Darling may temporarily apply proceeds to reduce revolving credit indebtedness or invest in cash equivalents, U.S. government securities and other high-quality debt investments pending application of the proceeds. The following is a brief description of the notes and the indenture: Interest and Maturity: The notes bear interest at a rate of 6% per annum and mature on June 15, 2030. Interest is payable on the notes semi-annually in arrears on June 15 and December 15 of each year, commencing on December 15, 2022.

Guarantees: The notes will initially be guaranteed (such guarantees, guarantees) by all of Darling's subsidiaries that are restricted subsidiaries under the indenture (such subsidiaries, the restricted subsidiaries), other than foreign subsidiaries, that are borrowers under or that guarantee Darling's existing secured term loan facilities and secured revolving credit facility (collectively, senior secured facilities). In the future, the notes will be guaranteed by Darling's restricted subsidiaries, other than foreign subsidiaries, receivables entities and certain other subsidiaries, that are borrowers under or that guarantee the senior secured facilities or, if the senior secured facilities are not outstanding, that incur certain other indebtedness. The guarantee of any guarantor of the notes (each, a guarantor) may be released under circumstances specified in the indenture.

Optional Redemption: Darling may redeem the notes, in whole but not in part, at any time prior to June 15, 2025, at a redemption price equal to 100% of the principal amount thereof, plus a make whole premium, plus accrued and unpaid interest, if any, to, but excluding, the redemption date. The make whole premium is calculated, with respect to any note at any redemption date, as the greater of (i) 1.0% of the principal amount of such note and (ii) the excess, if any, of (a) the present value as of such redemption date of (1) the redemption price of such note at June 15, 2025 plus (2) all required remaining interest payments due on such note through June 15, 2025 (excluding accrued but unpaid interest to the redemption date), computed using a discount rate equal to the applicable “treasury rate” plus 50 basis points, over (b) the principal amount of such note. On or after June 15, 2025, Darling may redeem all or, from time to time, part of the notes, at the redemption prices, plus accrued and unpaid interest, if any, to, but excluding, the redemption date, if redeemed during the twelve-month period beginning on June 15 of the years indicated below: for year 2025, percentage is 103.000%, for 2026 percentage is 101.500% and for 2027 and thereafter percentage is 100.000%.

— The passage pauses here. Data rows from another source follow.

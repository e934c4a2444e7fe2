//! OpenAI Client - 调用 OpenAI 兼容的 Chat Completions 接口
//!
//! POST {base_url}/v1/chat/completions
//! Authorization: Bearer {api_key}

use async_trait::async_trait;
use reqwest::Client;
use serde::{Deserialize, Serialize};
use std::time::Duration;

use super::{build_client, map_send_error, read_json, LlmClientConfig};
use crate::application::ports::{CompletionRequest, CompletionResponse, LlmError, LlmProviderPort};

const PROVIDER: &str = "openai";

#[derive(Debug, Serialize)]
struct ChatRequest<'a> {
    model: &'a str,
    messages: Vec<ChatMessage<'a>>,
    temperature: f32,
    max_tokens: u32,
    #[serde(skip_serializing_if = "Option::is_none")]
    response_format: Option<ResponseFormat>,
}

#[derive(Debug, Serialize)]
struct ChatMessage<'a> {
    role: &'static str,
    content: &'a str,
}

#[derive(Debug, Serialize)]
struct ResponseFormat {
    #[serde(rename = "type")]
    kind: &'static str,
}

#[derive(Debug, Deserialize)]
struct ChatResponse {
    #[serde(default)]
    model: Option<String>,
    choices: Vec<ChatChoice>,
}

#[derive(Debug, Deserialize)]
struct ChatChoice {
    message: ChatChoiceMessage,
}

#[derive(Debug, Deserialize)]
struct ChatChoiceMessage {
    #[serde(default)]
    content: Option<String>,
}

/// OpenAI 客户端
pub struct OpenAiClient {
    client: Client,
    config: LlmClientConfig,
    api_key: String,
}

impl OpenAiClient {
    /// 缺少 API Key 时返回 NotConfigured
    pub fn new(config: LlmClientConfig) -> Result<Self, LlmError> {
        let api_key = config.require_api_key(PROVIDER)?;
        let client = build_client(&config)?;
        Ok(Self {
            client,
            config,
            api_key,
        })
    }

    fn completions_url(&self) -> String {
        format!("{}/v1/chat/completions", self.config.base_url)
    }

    fn models_url(&self) -> String {
        format!("{}/v1/models", self.config.base_url)
    }
}

#[async_trait]
impl LlmProviderPort for OpenAiClient {
    fn name(&self) -> &'static str {
        PROVIDER
    }

    async fn complete(&self, request: CompletionRequest) -> Result<CompletionResponse, LlmError> {
        let mut messages = Vec::with_capacity(2);
        if let Some(system) = request.system.as_deref() {
            messages.push(ChatMessage {
                role: "system",
                content: system,
            });
        }
        messages.push(ChatMessage {
            role: "user",
            content: &request.prompt,
        });

        let body = ChatRequest {
            model: &self.config.model,
            messages,
            temperature: request.temperature,
            max_tokens: request.max_tokens,
            response_format: request.json.then_some(ResponseFormat {
                kind: "json_object",
            }),
        };

        tracing::debug!(
            url = %self.completions_url(),
            model = %self.config.model,
            prompt_len = request.prompt.len(),
            "Sending OpenAI chat request"
        );

        let response = self
            .client
            .post(self.completions_url())
            .bearer_auth(&self.api_key)
            .json(&body)
            .send()
            .await
            .map_err(|e| map_send_error(PROVIDER, e))?;

        let parsed: ChatResponse = read_json(response).await?;
        let text = parsed
            .choices
            .into_iter()
            .next()
            .and_then(|choice| choice.message.content)
            .ok_or_else(|| LlmError::InvalidResponse("no choices in response".to_string()))?;

        Ok(CompletionResponse {
            text,
            model: parsed.model.unwrap_or_else(|| self.config.model.clone()),
        })
    }

    async fn health_check(&self) -> bool {
        match self
            .client
            .get(self.models_url())
            .bearer_auth(&self.api_key)
            .timeout(Duration::from_secs(5))
            .send()
            .await
        {
            Ok(response) => response.status().is_success(),
            Err(_) => false,
        }
    }
}
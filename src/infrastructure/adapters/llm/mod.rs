//! LLM Adapter - 各模型服务的 HTTP 客户端实现

mod fake_llm_client;
mod gemini_client;
mod ollama_client;
mod openai_client;

pub use fake_llm_client::FakeLlmClient;
pub use gemini_client::GeminiClient;
pub use ollama_client::OllamaClient;
pub use openai_client::OpenAiClient;

use reqwest::{Client, Response};
use serde::de::DeserializeOwned;
use std::sync::Arc;
use std::time::Duration;

use crate::application::ports::{LlmError, LlmRegistry};
use crate::config::{LlmConfig, ProviderConfig};

/// LLM HTTP 客户端配置
#[derive(Debug, Clone)]
pub struct LlmClientConfig {
    /// 服务基础 URL（不带末尾斜杠）
    pub base_url: String,
    pub model: String,
    pub api_key: Option<String>,
    /// 请求超时时间（秒）
    pub timeout_secs: u64,
}

impl LlmClientConfig {
    pub fn new(base_url: impl Into<String>, model: impl Into<String>) -> Self {
        Self {
            base_url: base_url.into().trim_end_matches('/').to_string(),
            model: model.into(),
            api_key: None,
            timeout_secs: 120,
        }
    }

    pub fn with_api_key(mut self, api_key: impl Into<String>) -> Self {
        self.api_key = Some(api_key.into());
        self
    }

    pub fn with_timeout(mut self, secs: u64) -> Self {
        self.timeout_secs = secs;
        self
    }

    fn require_api_key(&self, provider: &str) -> Result<String, LlmError> {
        self.api_key
            .clone()
            .filter(|key| !key.trim().is_empty())
            .ok_or_else(|| LlmError::NotConfigured(format!("{}: missing api key", provider)))
    }
}

/// 按配置注册提供方
///
/// OpenAI / Gemini 缺少 API Key 时不注册；Ollama 本地服务无需 Key，总是注册
pub fn build_registry(config: &LlmConfig) -> Result<LlmRegistry, LlmError> {
    let client_config = |provider: &ProviderConfig| {
        let client = LlmClientConfig::new(&provider.base_url, &provider.model)
            .with_timeout(config.timeout_secs);
        match provider.api_key() {
            Some(key) => client.with_api_key(key),
            None => client,
        }
    };

    let mut registry = LlmRegistry::new(&config.default_provider)
        .with_temperature(config.temperature)
        .register(Arc::new(OllamaClient::new(client_config(&config.ollama))?));

    if config.openai.api_key().is_some() {
        registry = registry.register(Arc::new(OpenAiClient::new(client_config(&config.openai))?));
    } else {
        tracing::info!(provider = "openai", "No API key configured, provider skipped");
    }

    if config.gemini.api_key().is_some() {
        registry = registry.register(Arc::new(GeminiClient::new(client_config(&config.gemini))?));
    } else {
        tracing::info!(provider = "gemini", "No API key configured, provider skipped");
    }

    if registry.resolve(None).is_err() {
        tracing::warn!(
            default_provider = %config.default_provider,
            available = ?registry.names(),
            "Default LLM provider is not registered; requests must name a provider"
        );
    }

    Ok(registry)
}

fn build_client(config: &LlmClientConfig) -> Result<Client, LlmError> {
    Client::builder()
        .timeout(Duration::from_secs(config.timeout_secs))
        .build()
        .map_err(|e| LlmError::NetworkError(e.to_string()))
}

fn map_send_error(provider: &str, e: reqwest::Error) -> LlmError {
    if e.is_timeout() {
        LlmError::Timeout
    } else if e.is_connect() {
        LlmError::NetworkError(format!("Cannot connect to {}: {}", provider, e))
    } else {
        LlmError::NetworkError(e.to_string())
    }
}

/// 检查状态码并解析响应体
async fn read_json<T: DeserializeOwned>(response: Response) -> Result<T, LlmError> {
    let status = response.status();
    if !status.is_success() {
        let error_text = response.text().await.unwrap_or_default();
        return Err(LlmError::ServiceError(format!(
            "HTTP {}: {}",
            status, error_text
        )));
    }

    response
        .json::<T>()
        .await
        .map_err(|e| LlmError::InvalidResponse(e.to_string()))
}

#[cfg(test)]
mod tests {
    use super::*;
    use crate::application::ports::LlmProviderPort;

    #[test]
    fn test_config_builder() {
        let config = LlmClientConfig::new("http://localhost:11434/", "llama3")
            .with_timeout(30)
            .with_api_key("sk-test");
        assert_eq!(config.base_url, "http://localhost:11434");
        assert_eq!(config.timeout_secs, 30);
        assert_eq!(config.require_api_key("openai").unwrap(), "sk-test");
    }

    #[test]
    fn test_registry_skips_providers_without_key() {
        let registry = build_registry(&LlmConfig::default()).unwrap();
        assert_eq!(registry.names(), ["ollama"]);
        assert_eq!(registry.default_provider(), "ollama");

        let mut config = LlmConfig::default();
        config.default_provider = "openai".to_string();
        config.temperature = 0.3;
        config.openai.api_key = Some("sk-test".to_string());
        config.gemini.api_key = Some("  ".to_string());

        let registry = build_registry(&config).unwrap();
        assert_eq!(registry.names(), ["ollama", "openai"]);
        assert_eq!(registry.resolve(None).unwrap().name(), "openai");
        assert!((registry.temperature() - 0.3).abs() < f32::EPSILON);
    }

    #[test]
    fn test_blank_api_key_is_not_configured() {
        let config = LlmClientConfig::new("https://api.openai.com", "gpt-4o-mini").with_api_key(" ");
        assert!(matches!(
            config.require_api_key("openai"),
            Err(LlmError::NotConfigured(_))
        ));
    }
}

In addition, at any time prior to June 15, 2025, Darling may redeem up to 40% of the original aggregate principal amount of the notes with the net cash proceeds of one or more equity offerings, as in the indenture, at a redemption price equal to 106% of the principal amount thereof, plus accrued and unpaid interest, if any, to, but excluding, the redemption date. Mandatory Redemption: Other than in connection with a change of control repurchase event, as in the indenture, Darling will not be required to make mandatory redemption or sinking fund payments with respect to the notes.